(Source records)
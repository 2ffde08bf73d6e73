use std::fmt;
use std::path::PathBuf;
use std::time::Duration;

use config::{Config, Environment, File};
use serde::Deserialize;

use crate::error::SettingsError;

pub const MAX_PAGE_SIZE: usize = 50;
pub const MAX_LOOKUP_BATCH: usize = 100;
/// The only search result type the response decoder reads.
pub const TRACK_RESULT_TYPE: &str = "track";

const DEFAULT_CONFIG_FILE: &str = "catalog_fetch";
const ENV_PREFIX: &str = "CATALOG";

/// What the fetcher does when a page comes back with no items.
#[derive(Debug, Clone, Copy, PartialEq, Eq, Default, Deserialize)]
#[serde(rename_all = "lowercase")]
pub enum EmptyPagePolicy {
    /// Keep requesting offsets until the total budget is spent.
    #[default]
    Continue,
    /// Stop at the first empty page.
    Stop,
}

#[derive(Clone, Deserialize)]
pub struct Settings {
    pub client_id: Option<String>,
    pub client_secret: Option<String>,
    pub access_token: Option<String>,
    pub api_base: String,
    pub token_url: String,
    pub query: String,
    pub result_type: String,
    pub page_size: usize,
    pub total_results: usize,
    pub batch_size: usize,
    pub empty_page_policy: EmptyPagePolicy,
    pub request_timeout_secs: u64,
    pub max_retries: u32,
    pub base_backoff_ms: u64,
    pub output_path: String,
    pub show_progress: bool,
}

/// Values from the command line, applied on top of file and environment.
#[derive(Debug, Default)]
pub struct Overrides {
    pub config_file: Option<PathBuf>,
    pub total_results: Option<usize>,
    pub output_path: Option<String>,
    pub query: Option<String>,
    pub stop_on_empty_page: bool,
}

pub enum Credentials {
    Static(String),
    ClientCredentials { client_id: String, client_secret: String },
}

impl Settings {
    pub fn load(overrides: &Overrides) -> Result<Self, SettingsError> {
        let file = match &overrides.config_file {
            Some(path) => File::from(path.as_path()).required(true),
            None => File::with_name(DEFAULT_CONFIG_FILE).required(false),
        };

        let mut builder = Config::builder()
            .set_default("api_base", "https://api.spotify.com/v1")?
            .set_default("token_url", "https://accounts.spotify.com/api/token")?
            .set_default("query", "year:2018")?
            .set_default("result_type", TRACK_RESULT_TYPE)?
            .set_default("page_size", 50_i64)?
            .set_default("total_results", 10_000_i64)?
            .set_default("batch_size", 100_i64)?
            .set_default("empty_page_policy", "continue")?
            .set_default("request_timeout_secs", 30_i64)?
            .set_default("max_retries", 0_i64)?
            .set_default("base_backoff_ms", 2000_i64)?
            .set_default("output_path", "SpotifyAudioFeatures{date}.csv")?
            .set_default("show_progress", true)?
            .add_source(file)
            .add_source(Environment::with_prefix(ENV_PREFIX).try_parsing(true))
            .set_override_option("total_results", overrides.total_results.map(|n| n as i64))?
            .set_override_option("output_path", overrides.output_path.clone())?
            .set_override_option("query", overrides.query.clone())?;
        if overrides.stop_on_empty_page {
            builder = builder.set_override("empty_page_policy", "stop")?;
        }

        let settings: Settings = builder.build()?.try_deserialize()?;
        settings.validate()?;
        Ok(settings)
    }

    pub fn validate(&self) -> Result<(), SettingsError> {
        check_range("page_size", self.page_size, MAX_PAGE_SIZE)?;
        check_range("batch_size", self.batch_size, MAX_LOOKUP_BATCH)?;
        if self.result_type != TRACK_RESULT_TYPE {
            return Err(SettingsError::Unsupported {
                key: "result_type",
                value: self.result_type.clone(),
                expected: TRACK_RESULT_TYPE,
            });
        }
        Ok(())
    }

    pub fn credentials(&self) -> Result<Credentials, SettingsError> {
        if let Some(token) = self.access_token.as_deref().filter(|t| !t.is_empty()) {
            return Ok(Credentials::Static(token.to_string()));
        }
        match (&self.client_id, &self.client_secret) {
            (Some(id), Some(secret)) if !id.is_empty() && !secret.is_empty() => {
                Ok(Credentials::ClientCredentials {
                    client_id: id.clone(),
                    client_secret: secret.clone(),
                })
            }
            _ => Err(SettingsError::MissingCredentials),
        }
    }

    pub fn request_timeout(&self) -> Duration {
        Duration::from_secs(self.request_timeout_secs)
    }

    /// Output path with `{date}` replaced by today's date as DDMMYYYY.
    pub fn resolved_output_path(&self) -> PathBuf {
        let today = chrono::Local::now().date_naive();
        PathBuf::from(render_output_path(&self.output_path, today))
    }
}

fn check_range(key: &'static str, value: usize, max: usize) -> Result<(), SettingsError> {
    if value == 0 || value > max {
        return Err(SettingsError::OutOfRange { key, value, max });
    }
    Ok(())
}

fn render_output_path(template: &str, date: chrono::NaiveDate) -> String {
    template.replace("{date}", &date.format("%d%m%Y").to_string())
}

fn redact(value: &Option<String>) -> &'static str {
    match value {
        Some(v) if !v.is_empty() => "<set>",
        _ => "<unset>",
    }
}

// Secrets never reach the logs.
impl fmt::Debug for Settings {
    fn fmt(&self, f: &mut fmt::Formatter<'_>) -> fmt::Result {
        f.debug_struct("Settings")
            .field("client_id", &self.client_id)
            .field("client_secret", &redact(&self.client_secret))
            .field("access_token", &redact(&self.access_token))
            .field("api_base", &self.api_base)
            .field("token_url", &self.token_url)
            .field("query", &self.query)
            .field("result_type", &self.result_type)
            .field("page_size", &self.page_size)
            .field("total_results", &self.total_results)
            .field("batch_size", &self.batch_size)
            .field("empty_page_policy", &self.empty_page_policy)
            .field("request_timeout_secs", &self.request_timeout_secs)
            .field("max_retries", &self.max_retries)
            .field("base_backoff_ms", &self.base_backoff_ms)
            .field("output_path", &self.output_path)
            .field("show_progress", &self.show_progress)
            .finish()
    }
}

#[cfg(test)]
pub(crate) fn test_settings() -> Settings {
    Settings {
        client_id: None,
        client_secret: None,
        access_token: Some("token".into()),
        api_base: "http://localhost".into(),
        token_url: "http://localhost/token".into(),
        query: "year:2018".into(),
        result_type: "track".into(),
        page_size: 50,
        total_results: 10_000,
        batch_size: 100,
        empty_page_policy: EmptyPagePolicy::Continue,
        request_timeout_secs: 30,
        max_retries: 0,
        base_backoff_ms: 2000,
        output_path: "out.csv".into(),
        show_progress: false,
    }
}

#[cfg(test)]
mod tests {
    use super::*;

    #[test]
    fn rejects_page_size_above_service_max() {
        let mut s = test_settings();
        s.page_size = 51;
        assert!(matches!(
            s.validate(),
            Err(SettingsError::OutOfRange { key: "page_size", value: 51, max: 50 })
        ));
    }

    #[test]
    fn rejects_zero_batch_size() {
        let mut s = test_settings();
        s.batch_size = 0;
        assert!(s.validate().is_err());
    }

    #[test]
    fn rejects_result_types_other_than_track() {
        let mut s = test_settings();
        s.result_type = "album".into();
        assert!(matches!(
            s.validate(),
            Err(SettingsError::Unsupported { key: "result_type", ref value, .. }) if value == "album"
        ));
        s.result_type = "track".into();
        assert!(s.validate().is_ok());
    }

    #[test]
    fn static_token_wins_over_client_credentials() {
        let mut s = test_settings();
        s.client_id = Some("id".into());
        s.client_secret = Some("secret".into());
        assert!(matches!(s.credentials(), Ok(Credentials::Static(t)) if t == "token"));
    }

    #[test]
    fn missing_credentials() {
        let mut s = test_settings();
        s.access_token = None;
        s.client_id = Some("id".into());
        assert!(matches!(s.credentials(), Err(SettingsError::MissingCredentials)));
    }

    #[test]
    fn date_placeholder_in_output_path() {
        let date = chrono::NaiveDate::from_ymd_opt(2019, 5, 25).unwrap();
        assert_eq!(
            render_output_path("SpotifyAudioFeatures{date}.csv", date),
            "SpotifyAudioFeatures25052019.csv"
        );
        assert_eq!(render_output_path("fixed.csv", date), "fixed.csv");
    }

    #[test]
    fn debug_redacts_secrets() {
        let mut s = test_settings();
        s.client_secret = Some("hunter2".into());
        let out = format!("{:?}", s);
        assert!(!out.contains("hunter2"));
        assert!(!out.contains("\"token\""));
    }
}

==

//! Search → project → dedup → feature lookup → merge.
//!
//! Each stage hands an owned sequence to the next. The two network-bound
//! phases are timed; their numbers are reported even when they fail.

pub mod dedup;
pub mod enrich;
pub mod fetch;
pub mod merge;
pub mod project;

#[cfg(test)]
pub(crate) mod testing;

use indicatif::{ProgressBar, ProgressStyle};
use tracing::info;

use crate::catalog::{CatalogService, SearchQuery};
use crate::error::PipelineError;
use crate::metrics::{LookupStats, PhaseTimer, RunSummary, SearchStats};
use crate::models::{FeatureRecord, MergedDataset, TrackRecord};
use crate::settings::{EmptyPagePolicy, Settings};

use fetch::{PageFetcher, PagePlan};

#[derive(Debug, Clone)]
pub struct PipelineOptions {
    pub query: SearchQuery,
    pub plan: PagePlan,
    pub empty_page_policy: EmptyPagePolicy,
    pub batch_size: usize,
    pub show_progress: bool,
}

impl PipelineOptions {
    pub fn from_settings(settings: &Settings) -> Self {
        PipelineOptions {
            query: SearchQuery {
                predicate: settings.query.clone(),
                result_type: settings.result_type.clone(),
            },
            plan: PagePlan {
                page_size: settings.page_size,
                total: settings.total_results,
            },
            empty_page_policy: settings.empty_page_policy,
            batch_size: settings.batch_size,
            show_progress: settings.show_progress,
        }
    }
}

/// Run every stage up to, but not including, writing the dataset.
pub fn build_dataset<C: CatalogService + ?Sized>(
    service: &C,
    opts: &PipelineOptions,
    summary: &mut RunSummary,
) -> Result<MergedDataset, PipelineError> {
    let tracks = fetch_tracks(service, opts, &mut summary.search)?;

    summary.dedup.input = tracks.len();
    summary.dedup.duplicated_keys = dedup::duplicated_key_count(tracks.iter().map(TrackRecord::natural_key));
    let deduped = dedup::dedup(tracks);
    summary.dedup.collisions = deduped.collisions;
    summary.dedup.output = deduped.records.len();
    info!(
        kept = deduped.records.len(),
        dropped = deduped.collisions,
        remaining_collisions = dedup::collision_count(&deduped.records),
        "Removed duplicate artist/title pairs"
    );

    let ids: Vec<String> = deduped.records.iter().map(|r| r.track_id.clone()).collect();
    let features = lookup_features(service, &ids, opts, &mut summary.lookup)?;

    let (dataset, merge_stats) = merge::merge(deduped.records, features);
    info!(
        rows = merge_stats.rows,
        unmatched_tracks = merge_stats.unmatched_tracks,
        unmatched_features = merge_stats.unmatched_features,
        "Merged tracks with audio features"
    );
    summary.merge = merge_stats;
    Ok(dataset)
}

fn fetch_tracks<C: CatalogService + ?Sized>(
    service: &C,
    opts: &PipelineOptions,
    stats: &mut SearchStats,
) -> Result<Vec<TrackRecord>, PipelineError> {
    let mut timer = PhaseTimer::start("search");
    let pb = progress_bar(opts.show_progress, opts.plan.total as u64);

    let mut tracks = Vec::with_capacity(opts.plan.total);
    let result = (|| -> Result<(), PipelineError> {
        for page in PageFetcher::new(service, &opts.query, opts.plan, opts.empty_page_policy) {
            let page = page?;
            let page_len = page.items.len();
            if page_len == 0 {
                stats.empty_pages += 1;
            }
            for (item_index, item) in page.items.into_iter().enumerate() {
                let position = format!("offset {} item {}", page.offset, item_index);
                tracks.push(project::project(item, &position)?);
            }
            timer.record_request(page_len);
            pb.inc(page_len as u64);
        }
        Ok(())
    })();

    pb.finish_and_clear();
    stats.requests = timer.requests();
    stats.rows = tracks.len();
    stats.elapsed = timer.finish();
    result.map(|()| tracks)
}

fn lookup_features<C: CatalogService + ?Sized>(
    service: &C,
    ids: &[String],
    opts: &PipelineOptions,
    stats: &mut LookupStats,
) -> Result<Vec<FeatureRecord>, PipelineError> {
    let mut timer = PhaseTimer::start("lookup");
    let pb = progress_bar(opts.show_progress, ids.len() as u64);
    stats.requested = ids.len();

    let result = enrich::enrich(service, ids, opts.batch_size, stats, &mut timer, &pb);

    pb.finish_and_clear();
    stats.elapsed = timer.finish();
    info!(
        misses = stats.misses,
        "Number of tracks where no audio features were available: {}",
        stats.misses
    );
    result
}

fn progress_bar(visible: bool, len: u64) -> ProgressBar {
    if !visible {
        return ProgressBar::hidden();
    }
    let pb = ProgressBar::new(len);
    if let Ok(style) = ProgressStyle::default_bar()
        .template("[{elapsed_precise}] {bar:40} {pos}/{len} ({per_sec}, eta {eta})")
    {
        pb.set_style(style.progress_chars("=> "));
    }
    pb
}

==

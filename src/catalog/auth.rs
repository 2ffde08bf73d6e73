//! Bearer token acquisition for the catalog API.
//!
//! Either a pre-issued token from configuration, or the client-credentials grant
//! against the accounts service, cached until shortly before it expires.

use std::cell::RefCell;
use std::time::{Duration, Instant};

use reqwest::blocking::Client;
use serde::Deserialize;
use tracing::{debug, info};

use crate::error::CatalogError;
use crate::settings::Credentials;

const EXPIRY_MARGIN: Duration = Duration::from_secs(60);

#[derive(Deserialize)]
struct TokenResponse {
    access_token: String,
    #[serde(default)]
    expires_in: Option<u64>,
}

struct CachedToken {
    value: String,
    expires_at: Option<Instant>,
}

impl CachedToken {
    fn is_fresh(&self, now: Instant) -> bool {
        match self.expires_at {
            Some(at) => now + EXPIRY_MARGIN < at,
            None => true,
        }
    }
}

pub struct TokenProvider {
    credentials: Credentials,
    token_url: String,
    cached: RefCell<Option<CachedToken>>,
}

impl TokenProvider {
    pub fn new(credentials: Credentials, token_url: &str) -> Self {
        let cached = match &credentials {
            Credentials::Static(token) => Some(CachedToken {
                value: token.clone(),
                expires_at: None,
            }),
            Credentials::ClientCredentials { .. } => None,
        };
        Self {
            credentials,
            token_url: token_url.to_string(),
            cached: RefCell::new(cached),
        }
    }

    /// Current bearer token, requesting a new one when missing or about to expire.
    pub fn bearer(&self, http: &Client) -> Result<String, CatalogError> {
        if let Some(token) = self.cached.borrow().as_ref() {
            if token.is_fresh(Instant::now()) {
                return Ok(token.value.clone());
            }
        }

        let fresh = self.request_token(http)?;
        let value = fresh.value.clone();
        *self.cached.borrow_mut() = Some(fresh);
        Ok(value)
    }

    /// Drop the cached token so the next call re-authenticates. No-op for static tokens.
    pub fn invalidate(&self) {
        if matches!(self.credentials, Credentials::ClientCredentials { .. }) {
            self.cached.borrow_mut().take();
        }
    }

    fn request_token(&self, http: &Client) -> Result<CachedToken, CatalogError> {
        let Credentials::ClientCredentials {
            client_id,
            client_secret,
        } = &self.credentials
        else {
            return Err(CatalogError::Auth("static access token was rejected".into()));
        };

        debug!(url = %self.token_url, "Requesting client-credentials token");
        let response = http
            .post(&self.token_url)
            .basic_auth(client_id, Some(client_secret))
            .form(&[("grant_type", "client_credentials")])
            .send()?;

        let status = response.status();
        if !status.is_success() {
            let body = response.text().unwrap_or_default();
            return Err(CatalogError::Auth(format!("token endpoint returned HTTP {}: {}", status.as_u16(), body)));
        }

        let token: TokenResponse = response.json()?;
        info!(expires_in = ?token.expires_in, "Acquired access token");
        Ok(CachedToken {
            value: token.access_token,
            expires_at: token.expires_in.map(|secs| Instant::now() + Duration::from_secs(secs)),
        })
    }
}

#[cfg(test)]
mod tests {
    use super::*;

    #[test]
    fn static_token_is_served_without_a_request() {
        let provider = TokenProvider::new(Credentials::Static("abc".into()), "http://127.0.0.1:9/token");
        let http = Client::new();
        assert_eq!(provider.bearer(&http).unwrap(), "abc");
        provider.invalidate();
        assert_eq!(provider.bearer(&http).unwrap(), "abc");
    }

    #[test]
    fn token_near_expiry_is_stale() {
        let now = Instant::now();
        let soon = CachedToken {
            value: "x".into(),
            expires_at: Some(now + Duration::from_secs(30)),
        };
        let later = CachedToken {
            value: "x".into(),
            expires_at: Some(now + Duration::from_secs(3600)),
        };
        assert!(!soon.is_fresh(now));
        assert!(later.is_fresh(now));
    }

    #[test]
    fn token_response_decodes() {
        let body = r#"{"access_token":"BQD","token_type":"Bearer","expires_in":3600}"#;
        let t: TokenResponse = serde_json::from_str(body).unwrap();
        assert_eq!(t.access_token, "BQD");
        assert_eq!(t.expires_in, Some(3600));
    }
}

> About this task: Starting with the line that holds "let features = lookup_features(service, &ids, opts, &mut" and ending with the line that holds "if page_len == 0", retype every line in the data above exactly, and nothing else.

> Your solution:
    let features = lookup_features(service, &ids, opts, &mut summary.lookup)?;

    let (dataset, merge_stats) = merge::merge(deduped.records, features);
    info!(
        rows = merge_stats.rows,
        unmatched_tracks = merge_stats.unmatched_tracks,
        unmatched_features = merge_stats.unmatched_features,
        "Merged tracks with audio features"
    );
    summary.merge = merge_stats;
    Ok(dataset)
}

fn fetch_tracks<C: CatalogService + ?Sized>(
    service: &C,
    opts: &PipelineOptions,
    stats: &mut SearchStats,
) -> Result<Vec<TrackRecord>, PipelineError> {
    let mut timer = PhaseTimer::start("search");
    let pb = progress_bar(opts.show_progress, opts.plan.total as u64);

    let mut tracks = Vec::with_capacity(opts.plan.total);
    let result = (|| -> Result<(), PipelineError> {
        for page in PageFetcher::new(service, &opts.query, opts.plan, opts.empty_page_policy) {
            let page = page?;
            let page_len = page.items.len();
            if page_len == 0 {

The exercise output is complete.